Your output should be each line from the material below that has the word "TaskUpdate".
Source data: Begin
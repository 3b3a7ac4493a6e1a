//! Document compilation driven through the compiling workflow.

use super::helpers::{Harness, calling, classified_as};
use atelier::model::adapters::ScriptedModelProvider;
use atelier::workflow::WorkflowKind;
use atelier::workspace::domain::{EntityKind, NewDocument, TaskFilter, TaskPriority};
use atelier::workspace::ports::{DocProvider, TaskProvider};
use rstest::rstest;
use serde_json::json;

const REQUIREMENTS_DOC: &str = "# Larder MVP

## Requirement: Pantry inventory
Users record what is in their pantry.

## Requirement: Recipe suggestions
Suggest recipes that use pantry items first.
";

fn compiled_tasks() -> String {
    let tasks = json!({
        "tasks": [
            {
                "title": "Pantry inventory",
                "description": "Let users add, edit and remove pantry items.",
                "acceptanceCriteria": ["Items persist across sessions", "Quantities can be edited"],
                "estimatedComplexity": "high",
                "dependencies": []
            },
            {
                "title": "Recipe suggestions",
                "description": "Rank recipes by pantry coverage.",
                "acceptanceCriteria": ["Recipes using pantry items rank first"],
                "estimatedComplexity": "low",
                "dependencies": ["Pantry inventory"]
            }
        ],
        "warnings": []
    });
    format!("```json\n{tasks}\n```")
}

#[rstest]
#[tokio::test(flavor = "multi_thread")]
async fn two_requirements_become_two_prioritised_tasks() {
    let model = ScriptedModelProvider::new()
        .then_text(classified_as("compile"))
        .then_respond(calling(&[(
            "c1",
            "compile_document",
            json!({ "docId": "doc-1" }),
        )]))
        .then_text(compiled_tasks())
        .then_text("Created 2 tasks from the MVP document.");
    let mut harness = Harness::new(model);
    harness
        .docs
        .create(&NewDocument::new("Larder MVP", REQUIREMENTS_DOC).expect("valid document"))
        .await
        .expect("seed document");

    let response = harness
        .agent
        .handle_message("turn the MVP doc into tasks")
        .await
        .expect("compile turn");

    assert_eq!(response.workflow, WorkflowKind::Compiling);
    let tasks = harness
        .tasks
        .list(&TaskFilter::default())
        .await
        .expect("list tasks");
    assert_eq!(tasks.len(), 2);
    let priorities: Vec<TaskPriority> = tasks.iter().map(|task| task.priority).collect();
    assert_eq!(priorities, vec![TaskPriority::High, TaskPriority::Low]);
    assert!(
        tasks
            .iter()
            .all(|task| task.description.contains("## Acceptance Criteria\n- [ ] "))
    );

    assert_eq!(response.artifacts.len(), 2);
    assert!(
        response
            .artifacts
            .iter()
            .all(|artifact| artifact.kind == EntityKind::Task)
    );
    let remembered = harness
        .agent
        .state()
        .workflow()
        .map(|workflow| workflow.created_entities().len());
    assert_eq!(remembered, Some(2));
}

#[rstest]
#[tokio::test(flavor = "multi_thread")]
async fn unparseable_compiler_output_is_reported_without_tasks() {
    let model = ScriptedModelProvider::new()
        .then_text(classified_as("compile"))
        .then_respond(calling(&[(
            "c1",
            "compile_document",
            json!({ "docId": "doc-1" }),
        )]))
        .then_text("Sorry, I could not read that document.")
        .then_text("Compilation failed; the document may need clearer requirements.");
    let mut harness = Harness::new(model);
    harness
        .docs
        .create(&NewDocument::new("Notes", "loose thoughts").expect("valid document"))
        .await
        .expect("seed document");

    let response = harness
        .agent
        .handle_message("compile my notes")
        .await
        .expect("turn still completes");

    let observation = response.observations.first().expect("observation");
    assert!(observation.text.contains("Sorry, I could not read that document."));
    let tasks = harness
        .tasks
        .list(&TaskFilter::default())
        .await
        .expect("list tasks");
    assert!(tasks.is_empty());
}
Source data: End
Source data: Begin
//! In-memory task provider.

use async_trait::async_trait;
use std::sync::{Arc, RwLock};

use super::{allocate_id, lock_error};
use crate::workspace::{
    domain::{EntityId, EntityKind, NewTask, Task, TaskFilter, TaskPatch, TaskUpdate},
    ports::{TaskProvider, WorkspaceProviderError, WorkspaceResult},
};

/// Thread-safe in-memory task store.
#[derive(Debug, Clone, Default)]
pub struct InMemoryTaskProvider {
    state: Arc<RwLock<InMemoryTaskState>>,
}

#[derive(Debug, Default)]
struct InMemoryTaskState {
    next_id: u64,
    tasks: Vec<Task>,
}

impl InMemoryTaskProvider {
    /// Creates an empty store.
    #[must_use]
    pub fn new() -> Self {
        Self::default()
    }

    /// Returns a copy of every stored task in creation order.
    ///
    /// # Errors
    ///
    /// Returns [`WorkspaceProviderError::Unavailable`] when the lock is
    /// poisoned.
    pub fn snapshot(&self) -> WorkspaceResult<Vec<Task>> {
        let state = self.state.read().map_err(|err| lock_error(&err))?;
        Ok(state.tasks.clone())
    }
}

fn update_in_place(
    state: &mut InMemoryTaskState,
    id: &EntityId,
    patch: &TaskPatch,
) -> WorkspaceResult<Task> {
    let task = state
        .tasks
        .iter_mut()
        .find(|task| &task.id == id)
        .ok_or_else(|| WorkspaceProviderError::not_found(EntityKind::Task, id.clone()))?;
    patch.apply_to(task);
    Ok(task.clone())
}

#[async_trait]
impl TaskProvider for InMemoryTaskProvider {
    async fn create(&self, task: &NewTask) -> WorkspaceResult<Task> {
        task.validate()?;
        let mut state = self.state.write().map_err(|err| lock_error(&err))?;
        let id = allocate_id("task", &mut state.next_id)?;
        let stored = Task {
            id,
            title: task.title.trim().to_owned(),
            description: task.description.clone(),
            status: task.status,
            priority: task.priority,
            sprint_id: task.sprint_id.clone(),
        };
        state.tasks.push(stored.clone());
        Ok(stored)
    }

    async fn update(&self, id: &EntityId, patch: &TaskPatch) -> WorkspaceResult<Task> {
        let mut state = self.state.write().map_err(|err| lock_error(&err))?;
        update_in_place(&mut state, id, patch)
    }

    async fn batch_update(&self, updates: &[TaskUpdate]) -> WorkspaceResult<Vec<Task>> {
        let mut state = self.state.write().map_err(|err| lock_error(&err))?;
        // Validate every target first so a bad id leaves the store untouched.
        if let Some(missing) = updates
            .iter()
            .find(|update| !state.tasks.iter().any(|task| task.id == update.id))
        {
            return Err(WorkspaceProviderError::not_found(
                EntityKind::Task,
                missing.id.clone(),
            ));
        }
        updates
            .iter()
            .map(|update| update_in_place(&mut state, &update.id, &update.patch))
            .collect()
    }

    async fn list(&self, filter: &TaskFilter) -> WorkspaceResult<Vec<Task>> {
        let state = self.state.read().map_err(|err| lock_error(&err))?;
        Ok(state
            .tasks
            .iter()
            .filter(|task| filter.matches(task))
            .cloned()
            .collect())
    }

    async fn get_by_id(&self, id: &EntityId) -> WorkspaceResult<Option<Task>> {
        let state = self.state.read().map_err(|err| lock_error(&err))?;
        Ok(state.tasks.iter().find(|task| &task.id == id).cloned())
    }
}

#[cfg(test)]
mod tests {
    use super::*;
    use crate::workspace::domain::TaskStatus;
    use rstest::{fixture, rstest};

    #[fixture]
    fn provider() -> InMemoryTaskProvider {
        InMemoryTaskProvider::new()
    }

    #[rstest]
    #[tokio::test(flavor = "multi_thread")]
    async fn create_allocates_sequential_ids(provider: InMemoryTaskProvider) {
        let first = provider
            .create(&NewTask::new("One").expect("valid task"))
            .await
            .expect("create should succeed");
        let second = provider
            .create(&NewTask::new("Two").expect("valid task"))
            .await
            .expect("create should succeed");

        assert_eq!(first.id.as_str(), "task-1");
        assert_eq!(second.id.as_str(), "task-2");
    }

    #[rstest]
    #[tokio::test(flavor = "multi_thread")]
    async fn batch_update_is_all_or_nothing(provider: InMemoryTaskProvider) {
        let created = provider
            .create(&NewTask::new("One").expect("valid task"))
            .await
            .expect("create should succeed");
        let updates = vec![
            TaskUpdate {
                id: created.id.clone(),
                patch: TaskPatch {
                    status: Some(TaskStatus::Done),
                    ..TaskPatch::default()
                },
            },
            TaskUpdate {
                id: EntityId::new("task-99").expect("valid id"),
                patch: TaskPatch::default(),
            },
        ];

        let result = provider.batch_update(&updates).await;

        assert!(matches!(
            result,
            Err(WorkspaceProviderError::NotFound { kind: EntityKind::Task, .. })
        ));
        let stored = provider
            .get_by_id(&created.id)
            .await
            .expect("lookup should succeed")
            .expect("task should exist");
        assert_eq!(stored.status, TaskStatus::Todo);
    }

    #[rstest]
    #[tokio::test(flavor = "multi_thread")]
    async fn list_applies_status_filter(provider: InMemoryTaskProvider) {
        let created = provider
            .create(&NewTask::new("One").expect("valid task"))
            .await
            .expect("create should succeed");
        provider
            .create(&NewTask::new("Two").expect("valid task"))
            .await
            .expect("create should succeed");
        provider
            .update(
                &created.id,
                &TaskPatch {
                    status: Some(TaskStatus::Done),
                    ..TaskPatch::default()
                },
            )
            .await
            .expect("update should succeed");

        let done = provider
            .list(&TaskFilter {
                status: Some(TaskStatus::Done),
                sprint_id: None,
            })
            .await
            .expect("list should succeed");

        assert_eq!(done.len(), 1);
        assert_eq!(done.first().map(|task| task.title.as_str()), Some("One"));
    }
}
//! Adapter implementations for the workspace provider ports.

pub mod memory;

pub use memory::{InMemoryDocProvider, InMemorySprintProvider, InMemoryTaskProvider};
Source data: End
Source data: Begin
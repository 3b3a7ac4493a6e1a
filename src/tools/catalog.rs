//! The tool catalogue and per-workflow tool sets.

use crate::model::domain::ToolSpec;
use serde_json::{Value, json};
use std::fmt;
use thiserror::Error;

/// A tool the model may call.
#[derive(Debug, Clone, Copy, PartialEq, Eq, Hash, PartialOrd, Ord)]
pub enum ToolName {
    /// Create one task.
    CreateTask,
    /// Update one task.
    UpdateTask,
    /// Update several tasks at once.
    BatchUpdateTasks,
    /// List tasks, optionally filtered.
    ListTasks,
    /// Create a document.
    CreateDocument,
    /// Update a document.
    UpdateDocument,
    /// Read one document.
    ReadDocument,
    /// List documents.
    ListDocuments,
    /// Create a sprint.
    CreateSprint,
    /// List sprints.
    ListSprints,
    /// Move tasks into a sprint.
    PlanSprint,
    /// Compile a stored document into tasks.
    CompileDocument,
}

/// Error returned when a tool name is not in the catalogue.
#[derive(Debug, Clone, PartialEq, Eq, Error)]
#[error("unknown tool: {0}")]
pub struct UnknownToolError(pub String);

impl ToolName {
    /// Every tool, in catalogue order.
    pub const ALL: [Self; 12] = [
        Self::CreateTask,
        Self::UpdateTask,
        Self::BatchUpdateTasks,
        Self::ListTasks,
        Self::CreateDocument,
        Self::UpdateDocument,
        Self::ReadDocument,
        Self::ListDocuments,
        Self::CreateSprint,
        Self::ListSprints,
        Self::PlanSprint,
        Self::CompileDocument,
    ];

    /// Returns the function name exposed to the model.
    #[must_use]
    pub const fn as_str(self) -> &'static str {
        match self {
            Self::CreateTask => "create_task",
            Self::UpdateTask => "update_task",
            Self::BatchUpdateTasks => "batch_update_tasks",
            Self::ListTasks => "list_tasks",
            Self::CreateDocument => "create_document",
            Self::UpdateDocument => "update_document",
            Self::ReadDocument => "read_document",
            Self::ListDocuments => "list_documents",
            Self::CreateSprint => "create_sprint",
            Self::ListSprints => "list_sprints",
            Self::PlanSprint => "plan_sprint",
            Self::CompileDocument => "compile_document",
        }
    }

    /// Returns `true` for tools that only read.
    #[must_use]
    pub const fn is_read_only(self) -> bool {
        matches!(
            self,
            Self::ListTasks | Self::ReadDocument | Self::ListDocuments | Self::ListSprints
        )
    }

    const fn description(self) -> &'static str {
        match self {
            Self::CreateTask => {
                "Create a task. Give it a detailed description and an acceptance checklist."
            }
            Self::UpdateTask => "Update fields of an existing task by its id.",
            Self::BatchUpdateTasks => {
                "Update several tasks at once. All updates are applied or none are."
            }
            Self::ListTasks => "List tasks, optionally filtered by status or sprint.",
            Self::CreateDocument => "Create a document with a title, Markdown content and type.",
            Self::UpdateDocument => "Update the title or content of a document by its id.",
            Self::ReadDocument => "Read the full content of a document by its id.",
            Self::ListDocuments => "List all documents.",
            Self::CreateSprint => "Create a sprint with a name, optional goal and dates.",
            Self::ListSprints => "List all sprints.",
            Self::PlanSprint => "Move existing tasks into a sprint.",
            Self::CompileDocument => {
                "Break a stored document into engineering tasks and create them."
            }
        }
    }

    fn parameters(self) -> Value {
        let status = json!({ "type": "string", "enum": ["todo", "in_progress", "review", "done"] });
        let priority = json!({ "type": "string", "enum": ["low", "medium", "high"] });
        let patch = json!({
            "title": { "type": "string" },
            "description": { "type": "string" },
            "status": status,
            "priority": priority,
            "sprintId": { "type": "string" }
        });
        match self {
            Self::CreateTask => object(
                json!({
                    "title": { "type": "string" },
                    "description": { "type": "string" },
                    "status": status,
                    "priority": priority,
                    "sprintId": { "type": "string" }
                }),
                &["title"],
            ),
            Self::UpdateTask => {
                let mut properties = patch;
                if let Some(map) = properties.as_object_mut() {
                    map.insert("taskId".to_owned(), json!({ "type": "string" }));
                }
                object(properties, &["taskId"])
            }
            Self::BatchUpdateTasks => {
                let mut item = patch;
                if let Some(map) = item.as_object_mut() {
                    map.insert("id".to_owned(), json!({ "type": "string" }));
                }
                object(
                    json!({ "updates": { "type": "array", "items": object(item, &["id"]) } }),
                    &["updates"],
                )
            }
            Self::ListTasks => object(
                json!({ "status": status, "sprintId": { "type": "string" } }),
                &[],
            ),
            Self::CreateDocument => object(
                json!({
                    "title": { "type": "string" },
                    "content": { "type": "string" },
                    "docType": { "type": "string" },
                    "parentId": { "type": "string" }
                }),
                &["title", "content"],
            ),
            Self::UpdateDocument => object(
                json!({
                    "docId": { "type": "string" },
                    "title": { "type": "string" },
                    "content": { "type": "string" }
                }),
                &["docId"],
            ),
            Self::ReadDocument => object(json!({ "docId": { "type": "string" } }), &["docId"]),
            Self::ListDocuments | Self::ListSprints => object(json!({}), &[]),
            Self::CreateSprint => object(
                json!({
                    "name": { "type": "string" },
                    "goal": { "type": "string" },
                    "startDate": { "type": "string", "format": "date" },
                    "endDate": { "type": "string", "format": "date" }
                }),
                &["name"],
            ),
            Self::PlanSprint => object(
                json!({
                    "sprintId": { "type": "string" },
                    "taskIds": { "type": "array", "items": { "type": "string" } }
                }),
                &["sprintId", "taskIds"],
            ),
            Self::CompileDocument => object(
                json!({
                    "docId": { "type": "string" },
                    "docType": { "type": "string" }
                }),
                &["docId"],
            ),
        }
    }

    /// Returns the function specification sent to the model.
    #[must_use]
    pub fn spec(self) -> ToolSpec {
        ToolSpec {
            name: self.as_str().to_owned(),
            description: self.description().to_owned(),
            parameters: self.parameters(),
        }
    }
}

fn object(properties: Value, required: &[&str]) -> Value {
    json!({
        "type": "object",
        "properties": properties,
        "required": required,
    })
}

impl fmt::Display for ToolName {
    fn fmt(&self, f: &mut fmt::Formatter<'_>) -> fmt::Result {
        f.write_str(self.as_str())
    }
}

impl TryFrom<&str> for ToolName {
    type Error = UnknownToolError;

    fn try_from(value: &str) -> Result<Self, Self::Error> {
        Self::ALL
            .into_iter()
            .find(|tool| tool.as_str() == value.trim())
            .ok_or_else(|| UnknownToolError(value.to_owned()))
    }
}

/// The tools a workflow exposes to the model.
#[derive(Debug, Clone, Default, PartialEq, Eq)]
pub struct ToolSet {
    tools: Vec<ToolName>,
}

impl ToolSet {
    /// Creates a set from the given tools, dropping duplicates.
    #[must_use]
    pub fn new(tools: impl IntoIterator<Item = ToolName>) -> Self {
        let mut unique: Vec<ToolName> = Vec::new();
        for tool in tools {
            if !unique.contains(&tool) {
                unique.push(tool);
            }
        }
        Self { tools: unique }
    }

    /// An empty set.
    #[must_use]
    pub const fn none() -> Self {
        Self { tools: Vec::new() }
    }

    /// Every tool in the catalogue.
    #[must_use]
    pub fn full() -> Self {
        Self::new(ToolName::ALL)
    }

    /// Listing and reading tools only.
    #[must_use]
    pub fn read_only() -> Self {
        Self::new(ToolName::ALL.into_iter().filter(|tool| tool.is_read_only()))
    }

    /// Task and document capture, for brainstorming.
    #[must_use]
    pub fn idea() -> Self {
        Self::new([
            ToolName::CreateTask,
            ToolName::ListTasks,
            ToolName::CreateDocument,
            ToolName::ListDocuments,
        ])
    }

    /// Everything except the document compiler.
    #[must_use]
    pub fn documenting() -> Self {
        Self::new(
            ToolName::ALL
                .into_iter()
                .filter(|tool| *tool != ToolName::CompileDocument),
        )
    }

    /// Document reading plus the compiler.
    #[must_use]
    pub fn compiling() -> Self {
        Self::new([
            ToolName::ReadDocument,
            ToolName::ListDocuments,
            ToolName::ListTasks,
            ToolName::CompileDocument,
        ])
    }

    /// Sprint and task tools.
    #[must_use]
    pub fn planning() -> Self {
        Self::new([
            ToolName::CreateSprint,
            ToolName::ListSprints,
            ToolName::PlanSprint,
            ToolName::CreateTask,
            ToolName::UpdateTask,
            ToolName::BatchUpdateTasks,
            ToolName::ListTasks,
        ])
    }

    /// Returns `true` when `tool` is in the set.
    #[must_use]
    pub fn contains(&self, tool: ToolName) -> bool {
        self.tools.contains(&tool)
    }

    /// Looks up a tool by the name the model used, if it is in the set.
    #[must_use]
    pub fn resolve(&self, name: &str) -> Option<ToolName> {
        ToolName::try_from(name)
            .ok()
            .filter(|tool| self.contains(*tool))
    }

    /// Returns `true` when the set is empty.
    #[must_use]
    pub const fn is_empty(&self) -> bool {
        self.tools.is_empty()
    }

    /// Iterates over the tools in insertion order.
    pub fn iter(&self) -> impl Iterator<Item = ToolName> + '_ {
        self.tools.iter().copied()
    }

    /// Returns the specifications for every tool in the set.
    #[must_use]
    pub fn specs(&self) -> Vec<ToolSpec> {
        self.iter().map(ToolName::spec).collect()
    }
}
Source data: End
## Task solution
    domain::{EntityId, EntityKind, NewTask, Task, TaskFilter, TaskPatch, TaskUpdate},
    async fn batch_update(&self, updates: &[TaskUpdate]) -> WorkspaceResult<Vec<Task>> {
            TaskUpdate {
            TaskUpdate {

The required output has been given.